民泊仲介サイトの米エアビーアンドビー(Airbnb)が、2018年6月15日の「住宅宿泊事業法(民泊新法)」の施行後も、仲介サイトに数千件の違法なヤミ民泊を掲載し、削除を進めていることがわかった。エアビーは自社の「検知システム」でヤミ物件を削除しているが、エアビーの日本法人・Airbnb Japanの山本美香・公共政策本部長は「我々が体力的に追いついていないところがあり、不安をかけて申し訳ない」と釈明するばかり。ヤミ民泊がサイトから完全に消える見通しは立っていないという。

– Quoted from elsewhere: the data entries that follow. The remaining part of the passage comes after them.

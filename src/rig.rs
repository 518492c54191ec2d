//! Rig assembly.
//!
//! Builds and wires every component of a running engine with explicit
//! construction: each collaborator is created here and passed down as a
//! constructor argument; there is no global registry to look anything up
//! in. The result is a handle bundle that owns all spawned loops:
//!
//! - capture loop (owns the frame source)
//! - stimulus playback loop (owns the frame sink)
//! - acquisition orchestration loop (owns the session)
//! - analysis worker (offloaded per job)
//! - control server and periodic health publisher

use anyhow::{Context, Result};
use std::sync::{Arc, Mutex};
use tokio::sync::{broadcast, mpsc, watch};
use tokio::task::JoinHandle;
use tracing::{info, warn};

use crate::acquisition::coordinator::{AcquisitionCoordinator, StatusSnapshot};
use crate::acquisition::stimulus::{StimulusController, SweepTables};
use crate::analysis::backend;
use crate::analysis::renderer::AnalysisRenderer;
use crate::analysis::worker::{AnalysisStatus, AnalysisWorker};
use crate::config::Settings;
use crate::core::Frame;
use crate::hardware::{FrameSink, FrameSource, FrameSourceOutcome};
use crate::sync::SyncTracker;
use crate::transport::broadcast::{
    health_bus, spawn_health_publisher, HealthMonitor, SubsystemHealth,
};
use crate::transport::control::{CommandRouter, ControlServer};
use crate::transport::shm::FrameChannels;

/// Capacity of the in-process camera frame bus.
const FRAME_BUS_CAPACITY: usize = 64;

/// A fully wired, running engine.
pub struct Rig {
    /// Address the control server is bound to.
    pub control_addr: std::net::SocketAddr,
    /// Status sync watch (last-value-wins).
    pub status_rx: watch::Receiver<StatusSnapshot>,
    /// Analysis status watch.
    pub analysis_status_rx: watch::Receiver<AnalysisStatus>,
    /// Per-subsystem health registry.
    pub health: HealthMonitor,
    handles: Vec<JoinHandle<()>>,
}

impl Rig {
    /// Construct and start the whole engine against the given hardware.
    pub async fn start(
        settings: Arc<Settings>,
        source: Arc<dyn FrameSource>,
        sink: Arc<dyn FrameSink>,
    ) -> Result<Rig> {
        settings.validate().context("configuration invalid")?;

        let (width, height, channel_depth) = source.geometry();
        let channels = FrameChannels::create(
            &settings.transport.shm_dir,
            settings.transport.camera_slots,
            settings.transport.stimulus_slots,
            settings.transport.analysis_slots,
            width,
            height,
            channel_depth,
        )
        .context("failed to create shared-memory frame channels")?;

        let health = HealthMonitor::new();
        let tracker = Arc::new(Mutex::new(SyncTracker::new(&settings.sync)));
        let drift_flag = tracker
            .lock()
            .map(|t| t.drift_flag())
            .map_err(|_| anyhow::anyhow!("sync tracker poisoned at startup"))?;

        let (frame_bus, _) = broadcast::channel::<Arc<Frame>>(FRAME_BUS_CAPACITY);

        // Stimulus playback loop.
        let tables = SweepTables::render(
            width,
            height,
            channel_depth,
            settings.acquisition.frames_per_cycle,
        );
        let (stimulus_tx, stimulus_rx) = mpsc::channel(16);
        let stimulus = StimulusController::new(
            tables,
            Arc::clone(&sink),
            Arc::clone(&channels.stimulus),
            Arc::clone(&tracker),
            settings.acquisition.preview_interval,
            health.clone(),
        );
        let stimulus_handle = stimulus.spawn(stimulus_rx, frame_bus.subscribe());

        // Acquisition orchestration loop.
        let (intent_tx, intent_rx) = mpsc::channel(16);
        let (coordinator, status_rx) = AcquisitionCoordinator::new(
            settings.storage.root.clone(),
            settings.sync.abort_on_drift,
            Arc::clone(&source),
            Arc::clone(&sink),
            stimulus_tx,
            Arc::clone(&tracker),
            health.clone(),
        );
        let coordinator_handle = coordinator.spawn(intent_rx, frame_bus.subscribe());

        // Analysis worker.
        let compute = backend::from_name(&settings.analysis.backend)
            .context("analysis backend configuration")?;
        let renderer = Arc::new(AnalysisRenderer::new(Arc::clone(&channels.analysis)));
        let (analysis, analysis_status_rx) = AnalysisWorker::new(
            settings.storage.root.clone(),
            settings.analysis.clone(),
            compute,
            renderer,
            health.clone(),
        );

        // Broadcast surfaces.
        let bus = health_bus();
        let probe_flag = Arc::clone(&drift_flag);
        let health_handle = spawn_health_publisher(
            health.clone(),
            Arc::new(move || probe_flag.load(std::sync::atomic::Ordering::Acquire)),
            settings.transport.health_interval,
            bus.clone(),
        );

        // Control surface.
        let router = Arc::new(CommandRouter::new(
            Arc::clone(&settings),
            intent_tx,
            status_rx.clone(),
            Arc::clone(&analysis),
            analysis_status_rx.clone(),
        ));
        let server = ControlServer::new(
            router,
            status_rx.clone(),
            bus,
            settings.transport.status_interval,
            settings.transport.control_timeout,
        );
        let (server_handle, control_addr) = server
            .spawn(&settings.transport.control_bind)
            .await
            .context("failed to start control server")?;
        health.set("transport", SubsystemHealth::Online);

        // Capture loop, last: frames start flowing once everyone listens.
        let capture_handle = spawn_capture_loop(
            Arc::clone(&source),
            Arc::clone(&channels.camera),
            frame_bus,
            health.clone(),
            settings.acquisition.frame_timeout,
        );

        info!(%control_addr, "rig started");
        Ok(Rig {
            control_addr,
            status_rx,
            analysis_status_rx,
            health,
            handles: vec![
                capture_handle,
                stimulus_handle,
                coordinator_handle,
                health_handle,
                server_handle,
            ],
        })
    }

    /// Stop every loop. Pending acquisition state is abandoned, not torn:
    /// sessions are only ever committed by the coordinator's finalize path.
    pub async fn shutdown(self) {
        for handle in &self.handles {
            handle.abort();
        }
        for handle in self.handles {
            let _ = handle.await;
        }
        info!("rig stopped");
    }
}

/// The capture loop: pull frames from the source, publish to shared memory
/// and onto the in-process bus. Never blocks on any consumer.
fn spawn_capture_loop(
    source: Arc<dyn FrameSource>,
    channel: Arc<crate::transport::shm::FrameChannel>,
    bus: broadcast::Sender<Arc<Frame>>,
    health: HealthMonitor,
    timeout: std::time::Duration,
) -> JoinHandle<()> {
    tokio::spawn(async move {
        health.set("camera", SubsystemHealth::Online);
        loop {
            match source.next_frame(timeout).await {
                Ok(FrameSourceOutcome::Frame(frame)) => {
                    if let Err(e) = channel.publish(&frame) {
                        warn!(%e, "camera frame publish failed");
                    }
                    // No subscribers is fine; the bus exists for whoever
                    // cares right now.
                    let _ = bus.send(Arc::new(frame));
                    health.set("camera", SubsystemHealth::Online);
                }
                Ok(FrameSourceOutcome::Timeout) => {
                    health.set(
                        "camera",
                        SubsystemHealth::Error("frame source silent".into()),
                    );
                }
                Err(e) => {
                    health.set("camera", SubsystemHealth::Error(e.to_string()));
                    tokio::time::sleep(std::time::Duration::from_millis(50)).await;
                }
            }
        }
    })
}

この問題については、京都市などがエアビーのサイトに15日以降も違法なヤミ民泊の物件が掲載されていることを見つけ、観光庁に連絡。朝日新聞などが21日に報じたことから、マスコミ報道が相次いだ。エアビーは新法施行の15日以降はヤミ民泊を掲載しないと表明していたが、現実に公約は実行されていなかった。民泊業界をリードするはずのエアビーの対応はお粗末な限りで、企業としてコンプライアンス(法令順守)の体制が厳しく問われそうだ。
届け出番号の原本のコピーを提出させる業者も
新法で届け出が受理された民泊事業者には都道府県ごとに9ケタの届け出番号が割り当てられたが、エアビーのサイトには実在しない届け出番号が15日以降も掲載されていた。観光庁によると、新法施行後、ヤミ物件をサイトで紹介しているのが確認されたのはエアビーだけという。エアビーのライバルに当たる国内の仲介業者は自社のサイトに民泊物件を紹介する際、家主らに届け出番号の原本のコピーを提出させるなど、コストと時間をかけ確認作業を徹底しているが、エアビーは原本の確認作業など行なっていない。

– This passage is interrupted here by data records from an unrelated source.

//! Bidirectional combination of opposing sweep phases.
//!
//! Sweeping the same axis in both directions encodes visual-field position
//! with opposite sign while the hemodynamic delay enters both phases with
//! the same sign. Averaging the unwrapped difference therefore cancels the
//! delay term:
//!
//! ```text
//! position = wrap(phase_forward - phase_reverse) / 2
//! ```
//!
//! The combination requires exactly one LR+RL pair and one TB+BT pair;
//! anything less is a reported configuration error, never a partial result.

use ndarray::Array2;
use std::collections::HashMap;
use std::f32::consts::PI;

use crate::analysis::fourier::PhaseAmplitude;
use crate::core::Direction;
use crate::error::{IsiError, IsiResult};

/// Combined azimuth/elevation position maps.
#[derive(Debug, Clone)]
pub struct RetinotopicMap {
    /// Horizontal visual-field position per pixel, radians.
    pub azimuth: Array2<f32>,
    /// Vertical visual-field position per pixel, radians.
    pub elevation: Array2<f32>,
    /// True where both contributing directions carried a usable response.
    pub mask: Array2<bool>,
}

/// Wrap an angle into the principal range `(-pi, pi]`.
pub fn wrap_phase(angle: f32) -> f32 {
    let mut wrapped = angle.rem_euclid(2.0 * PI);
    if wrapped > PI {
        wrapped -= 2.0 * PI;
    }
    wrapped
}

/// Combine one opposing-direction phase pair into a position map.
///
/// The per-pixel difference is unwrapped into the principal range before
/// halving, so a shared delay of any magnitude cancels exactly. Feeding the
/// same map as both arguments yields an all-zero result.
pub fn bidirectional_combine(
    forward: &PhaseAmplitude,
    reverse: &PhaseAmplitude,
) -> IsiResult<Array2<f32>> {
    if forward.phase.dim() != reverse.phase.dim() {
        return Err(IsiError::Configuration(format!(
            "opposing phase maps disagree on geometry: {:?} vs {:?}",
            forward.phase.dim(),
            reverse.phase.dim()
        )));
    }

    let mut combined = forward.phase.clone();
    ndarray::Zip::from(&mut combined)
        .and(&reverse.phase)
        .for_each(|c, &pr| *c = wrap_phase(*c - pr) / 2.0);
    Ok(combined)
}

/// Build the full retinotopic map from the four per-direction results.
///
/// Exactly one LR+RL pair and one TB+BT pair are required; a missing
/// direction aborts the operation with a configuration error.
pub fn retinotopic_map(
    maps: &HashMap<Direction, PhaseAmplitude>,
) -> IsiResult<RetinotopicMap> {
    let missing: Vec<&str> = Direction::ALL
        .iter()
        .filter(|d| !maps.contains_key(d))
        .map(Direction::as_str)
        .collect();
    if !missing.is_empty() {
        return Err(IsiError::Configuration(format!(
            "bidirectional combination needs all four directions; missing: {}",
            missing.join(", ")
        )));
    }

    // Presence checked above.
    let lr = &maps[&Direction::LR];
    let rl = &maps[&Direction::RL];
    let tb = &maps[&Direction::TB];
    let bt = &maps[&Direction::BT];

    let azimuth = bidirectional_combine(lr, rl)?;
    let elevation = bidirectional_combine(tb, bt)?;
    if azimuth.dim() != elevation.dim() {
        return Err(IsiError::Configuration(
            "azimuth and elevation maps disagree on geometry".into(),
        ));
    }

    let mut mask = Array2::from_elem(azimuth.dim(), true);
    for (out, (((&a, &b), &c), &d)) in mask.iter_mut().zip(
        lr.mask
            .iter()
            .zip(rl.mask.iter())
            .zip(tb.mask.iter())
            .zip(bt.mask.iter()),
    ) {
        *out = a && b && c && d;
    }

    Ok(RetinotopicMap {
        azimuth,
        elevation,
        mask,
    })
}

#[cfg(test)]
mod tests {
    use super::*;
    use ndarray::Array2;

    fn maps_from(phase: Array2<f32>) -> PhaseAmplitude {
        let dim = phase.dim();
        PhaseAmplitude {
            phase,
            amplitude: Array2::from_elem(dim, 1.0),
            mask: Array2::from_elem(dim, true),
        }
    }

    #[test]
    fn wrap_phase_stays_in_principal_range() {
        for angle in [-10.0f32, -PI, -0.1, 0.0, 0.1, PI, 10.0, 100.0] {
            let w = wrap_phase(angle);
            assert!(w > -PI - 1e-6 && w <= PI + 1e-6, "{angle} -> {w}");
            // Wrapping preserves the angle modulo 2*pi.
            assert!(((angle - w).rem_euclid(2.0 * PI)).abs() < 1e-4 ||
                    ((angle - w).rem_euclid(2.0 * PI) - 2.0 * PI).abs() < 1e-4);
        }
    }

    #[test]
    fn identical_inputs_combine_to_zero() {
        // Symmetric input must yield an all-zero map after unwrapping.
        let phase = Array2::from_shape_fn((6, 8), |(y, x)| (x as f32 - y as f32) * 0.3);
        let forward = maps_from(phase.clone());
        let reverse = maps_from(phase);

        let combined = bidirectional_combine(&forward, &reverse).unwrap();
        assert!(combined.iter().all(|&v| v.abs() < 1e-6));
    }

    #[test]
    fn shared_delay_cancels() {
        let position = Array2::from_shape_fn((4, 10), |(_, x)| (x as f32 / 10.0 - 0.5) * 2.0);
        let delay = 0.9f32;

        let forward = maps_from(position.mapv(|p| wrap_phase(p + delay)));
        let reverse = maps_from(position.mapv(|p| wrap_phase(-p + delay)));

        let combined = bidirectional_combine(&forward, &reverse).unwrap();
        for (c, &p) in combined.iter().zip(position.iter()) {
            assert!((c - p).abs() < 1e-5, "{c} vs {p}");
        }
    }

    #[test]
    fn missing_direction_reports_configuration_error() {
        let phase = Array2::zeros((4, 4));
        let mut maps = HashMap::new();
        maps.insert(Direction::LR, maps_from(phase.clone()));
        maps.insert(Direction::RL, maps_from(phase.clone()));
        maps.insert(Direction::TB, maps_from(phase));
        // BT missing: 3 of 4 directions present.
        let err = retinotopic_map(&maps);
        match err {
            Err(IsiError::Configuration(message)) => assert!(message.contains("bt")),
            other => panic!("expected configuration error, got {other:?}"),
        }
    }

    #[test]
    fn geometry_mismatch_is_rejected() {
        let forward = maps_from(Array2::zeros((4, 4)));
        let reverse = maps_from(Array2::zeros((4, 5)));
        assert!(bidirectional_combine(&forward, &reverse).is_err());
    }
}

エアビージャパンの山本本部長は「我々が想定していなかった悪用が(民泊の家主側に)あることがわかった」と、他人事のように語ったが、そもそもエアビーの民泊物件に対するチェック体制が甘かったのではないか。山本本部長は家主らが架空の届け出番号をエアビーのサイトに入力しても、不正を見抜く独自の検知システムがあると説明したが、具体的な仕組みについては公表しなかった。検知システムにはAI(人工知能)などは用いられていないという。
「検知システムを日々努力して向上させていく」と説明
山本本部長は「数が非常に多いので、なかなか追いつけない。検知システムを日々努力して向上させていく」と述べ、現行の検知システムが機能していないことを認めた。民泊新法は都道府県への届け出によって違法なヤミ民泊をなくし、訪日外国人旅行者らに健全なサービスを提供するのが目的だ。エアビーなど仲介業者も従来のように違法なヤミ民泊をネットで紹介できなくなったのは言うまでもない。

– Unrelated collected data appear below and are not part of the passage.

//! Session persistence.
//!
//! One directory per session under the configured storage root:
//!
//! ```text
//! <root>/<session_id>/
//!   baseline/frames.bin       raw frame series (header + records)
//!   baseline/timestamps.json  frame stamps, cycle structure, sync records
//!   lr/frames.bin             one subdirectory per recorded direction
//!   lr/timestamps.json
//!   ...
//!   manifest.json             written last, atomically
//! ```
//!
//! The manifest is written to a temporary file, flushed, and renamed into
//! place only after every series file is durably on disk; a directory
//! without a valid manifest is not a session. Each series file's SHA-256
//! digest is recorded in the manifest and re-verified on load, so analysis
//! never runs on silently truncated data.

use chrono::{DateTime, Utc};
use serde::{Deserialize, Serialize};
use sha2::{Digest, Sha256};
use std::fs::{self, File, OpenOptions};
use std::io::{BufReader, BufWriter, Read, Write};
use std::path::{Path, PathBuf};
use std::sync::Arc;
use tracing::info;

use crate::acquisition::session::{
    AcquisitionParams, AcquisitionSession, CycleData, DirectionDataset, SessionOutcome,
};
use crate::core::{Direction, Frame};
use crate::error::{IsiError, IsiResult};
use crate::sync::SyncRecord;

/// Magic number identifying a frame series file.
const SERIES_MAGIC: u64 = 0x1511_5E21_E500_0001;

/// Frame series layout version.
const SERIES_VERSION: u32 = 1;

/// Per-frame stamp stored in the JSON index.
#[derive(Debug, Clone, Copy, Serialize, Deserialize)]
pub struct FrameStamp {
    /// Producer sequence id.
    pub sequence_id: u64,
    /// Capture timestamp in microseconds.
    pub timestamp_us: i64,
}

/// Cycle structure of a persisted series.
#[derive(Debug, Clone, Serialize, Deserialize)]
pub struct CycleIndex {
    /// Zero-based repetition index.
    pub cycle_index: u32,
    /// Stamps of the frames recorded in this cycle, in capture order.
    pub frames: Vec<FrameStamp>,
    /// Sync records matched during this cycle.
    pub sync_records: Vec<SyncRecord>,
}

/// JSON index accompanying one frame series file.
#[derive(Debug, Clone, Serialize, Deserialize)]
pub struct SeriesIndex {
    /// Direction of the series; `None` for the baseline.
    pub direction: Option<Direction>,
    /// Cycle structure in recording order.
    pub cycles: Vec<CycleIndex>,
}
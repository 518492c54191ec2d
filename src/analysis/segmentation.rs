//! Sign-reversal boundaries and cortical area segmentation.
//!
//! Visual areas alternate field sign, so area borders appear as
//! sign-reversal contours in the VFS map. Detection works on the
//! thresholded sign image:
//!
//! 1. boundary pixels are those whose 4-neighborhood contains the opposite
//!    nonzero sign; connected boundary pixels are chained into polylines
//! 2. the remaining signed pixels are grouped by 4-connected
//!    same-sign components; components below the minimum area are dropped
//!
//! Labels are assigned in discovery order starting at 1; 0 means
//! unlabeled.

use ndarray::Array2;
use serde::{Deserialize, Serialize};
use std::collections::VecDeque;
use tracing::debug;

/// One sign-reversal contour as an ordered pixel chain `(row, col)`.
#[derive(Debug, Clone, Serialize, Deserialize)]
pub struct Boundary {
    /// Chained boundary pixels.
    pub points: Vec<(usize, usize)>,
}

/// One labeled cortical area.
#[derive(Debug, Clone, Serialize, Deserialize)]
pub struct Region {
    /// Label in the segmentation image (>= 1).
    pub label: u32,
    /// Field sign of the region: +1 (non-mirror) or -1 (mirror).
    pub sign: i8,
    /// Pixel count.
    pub area: usize,
    /// Area centroid `(row, col)`.
    pub centroid: (f32, f32),
    /// Border pixels of the region (adjacent to non-region pixels).
    pub outline: Vec<(usize, usize)>,
}

/// Segmentation result: a label image plus per-region summaries.
#[derive(Debug, Clone)]
pub struct AreaSegmentation {
    /// Per-pixel labels; 0 is background.
    pub labels: Array2<u32>,
    /// Region summaries in label order.
    pub regions: Vec<Region>,
}

const NEIGHBORS_4: [(isize, isize); 4] = [(-1, 0), (1, 0), (0, -1), (0, 1)];
const NEIGHBORS_8: [(isize, isize); 8] = [
    (-1, -1),
    (-1, 0),
    (-1, 1),
    (0, -1),
    (0, 1),
    (1, -1),
    (1, 0),
    (1, 1),
];

fn sign_image(vfs: &Array2<f32>, threshold: f32) -> Array2<i8> {
    vfs.mapv(|v| {
        if v >= threshold {
            1
        } else if v <= -threshold {
            -1
        } else {
            0
        }
    })
}

fn neighbors<'a>(
    (rows, cols): (usize, usize),
    (y, x): (usize, usize),
    offsets: &'a [(isize, isize)],
) -> impl Iterator<Item = (usize, usize)> + 'a {
    offsets.iter().filter_map(move |&(dy, dx)| {
        let ny = y as isize + dy;
        let nx = x as isize + dx;
        (ny >= 0 && nx >= 0 && (ny as usize) < rows && (nx as usize) < cols)
            .then(|| (ny as usize, nx as usize))
    })
}

/// Locate sign-reversal contours in the VFS map.
pub fn detect_boundaries(vfs: &Array2<f32>, threshold: f32) -> Vec<Boundary> {
    let signs = sign_image(vfs, threshold);
    let dim = signs.dim();

    // A boundary pixel touches the opposite nonzero sign.
    let mut is_boundary = Array2::from_elem(dim, false);
    for ((y, x), &s) in signs.indexed_iter() {
        if s == 0 {
            continue;
        }
        let reversal = neighbors(dim, (y, x), &NEIGHBORS_4)
            .any(|(ny, nx)| signs[(ny, nx)] == -s);
        if reversal {
            is_boundary[(y, x)] = true;
        }
    }

    // Chain connected boundary pixels into polylines.
    let mut visited = Array2::from_elem(dim, false);
    let mut boundaries = Vec::new();
    for ((y, x), &b) in is_boundary.indexed_iter() {
        if !b || visited[(y, x)] {
            continue;
        }
        let mut points = Vec::new();
        let mut queue = VecDeque::from([(y, x)]);
        visited[(y, x)] = true;
        while let Some(p) = queue.pop_front() {
            points.push(p);
            for n in neighbors(dim, p, &NEIGHBORS_8) {
                if is_boundary[n] && !visited[n] {
                    visited[n] = true;
                    queue.push_back(n);
                }
            }
        }
        boundaries.push(Boundary { points });
    }

    debug!(count = boundaries.len(), "sign-reversal boundaries detected");
    boundaries
}

/// Label connected same-sign components between boundaries.
///
/// `min_area` drops speckle regions; dropped pixels return to background.
pub fn segment_areas(
    vfs: &Array2<f32>,
    boundaries: &[Boundary],
    threshold: f32,
    min_area: usize,
) -> AreaSegmentation {
    let signs = sign_image(vfs, threshold);
    let dim = signs.dim();

    let mut excluded = Array2::from_elem(dim, false);
    for boundary in boundaries {
        for &p in &boundary.points {
            excluded[p] = true;
        }
    }

    let mut labels = Array2::<u32>::zeros(dim);
    let mut regions = Vec::new();
    let mut next_label = 1u32;

    for ((y, x), &s) in signs.indexed_iter() {
        if s == 0 || excluded[(y, x)] || labels[(y, x)] != 0 {
            continue;
        }

        // Flood-fill one same-sign component.
        let mut pixels = Vec::new();
        let mut queue = VecDeque::from([(y, x)]);
        labels[(y, x)] = next_label;
        while let Some(p) = queue.pop_front() {
            pixels.push(p);
            for n in neighbors(dim, p, &NEIGHBORS_4) {
                if signs[n] == s && !excluded[n] && labels[n] == 0 {
                    labels[n] = next_label;
                    queue.push_back(n);
                }
            }
        }

        if pixels.len() < min_area {
            for p in pixels {
                labels[p] = 0;
            }
            continue;
        }

        let area = pixels.len();
        let (sum_y, sum_x) = pixels
            .iter()
            .fold((0usize, 0usize), |(sy, sx), &(py, px)| (sy + py, sx + px));
        let outline = pixels
            .iter()
            .copied()
            .filter(|&p| {
                neighbors(dim, p, &NEIGHBORS_4).count() < 4
                    || neighbors(dim, p, &NEIGHBORS_4).any(|n| labels[n] != next_label)
            })
            .collect();

        regions.push(Region {
            label: next_label,
            sign: s,
            area,
            centroid: (sum_y as f32 / area as f32, sum_x as f32 / area as f32),
            outline,
        });
        next_label += 1;
    }

    debug!(regions = regions.len(), "areas segmented");
    AreaSegmentation { labels, regions }
}

#[cfg(test)]
mod tests {
    use super::*;

    /// Sign map with one vertical reversal down the middle.
    fn single_reversal(rows: usize, cols: usize) -> Array2<f32> {
        Array2::from_shape_fn((rows, cols), |(_, x)| {
            if x < cols / 2 {
                1.0
            } else {
                -1.0
            }
        })
    }

    #[test]
    fn single_reversal_yields_one_boundary() {
        let vfs = single_reversal(16, 16);
        let boundaries = detect_boundaries(&vfs, 0.5);
        assert_eq!(boundaries.len(), 1);
        // The contour hugs the central columns.
        assert!(boundaries[0]
            .points
            .iter()
            .all(|&(_, x)| x == 7 || x == 8));
        assert_eq!(boundaries[0].points.len(), 32);
    }

    #[test]
    fn segmentation_labels_both_sides_of_the_reversal() {
        let vfs = single_reversal(16, 16);
        let boundaries = detect_boundaries(&vfs, 0.5);
        let segmentation = segment_areas(&vfs, &boundaries, 0.5, 10);

        assert_eq!(segmentation.regions.len(), 2);
        let signs: Vec<i8> = segmentation.regions.iter().map(|r| r.sign).collect();
        assert!(signs.contains(&1) && signs.contains(&-1));
        for region in &segmentation.regions {
            assert!(region.area >= 10);
            assert!(!region.outline.is_empty());
        }
    }

    #[test]
    fn speckle_below_min_area_is_dropped() {
        let mut vfs = Array2::from_elem((12, 12), 0.0f32);
        // A 2x2 islet of positive sign in a sea of nothing.
        for y in 4..6 {
            for x in 4..6 {
                vfs[(y, x)] = 1.0;
            }
        }
        let segmentation = segment_areas(&vfs, &[], 0.5, 8);
        assert!(segmentation.regions.is_empty());
        assert!(segmentation.labels.iter().all(|&l| l == 0));
    }

    #[test]
    fn subthreshold_pixels_stay_background() {
        let vfs = Array2::from_elem((8, 8), 0.1f32);
        let boundaries = detect_boundaries(&vfs, 0.5);
        assert!(boundaries.is_empty());
        let segmentation = segment_areas(&vfs, &boundaries, 0.5, 1);
        assert!(segmentation.regions.is_empty());
    }
}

山本本部長はマスコミ各社の問い合わせが殺到した6月21日、東京都新宿区のエアビージャパンで事実上の記者会見を開き、この問題の経緯について説明した。しかし、テレビなどの映像撮影は許されず、自社に都合のよい説明に終始し、企業として情報公開と説明責任を果たしたとは言いがたかった。観光庁はエアビーに事実確認と報告を求めており、必要に応じて業務改善命令などの行政指導を行なう方針だ。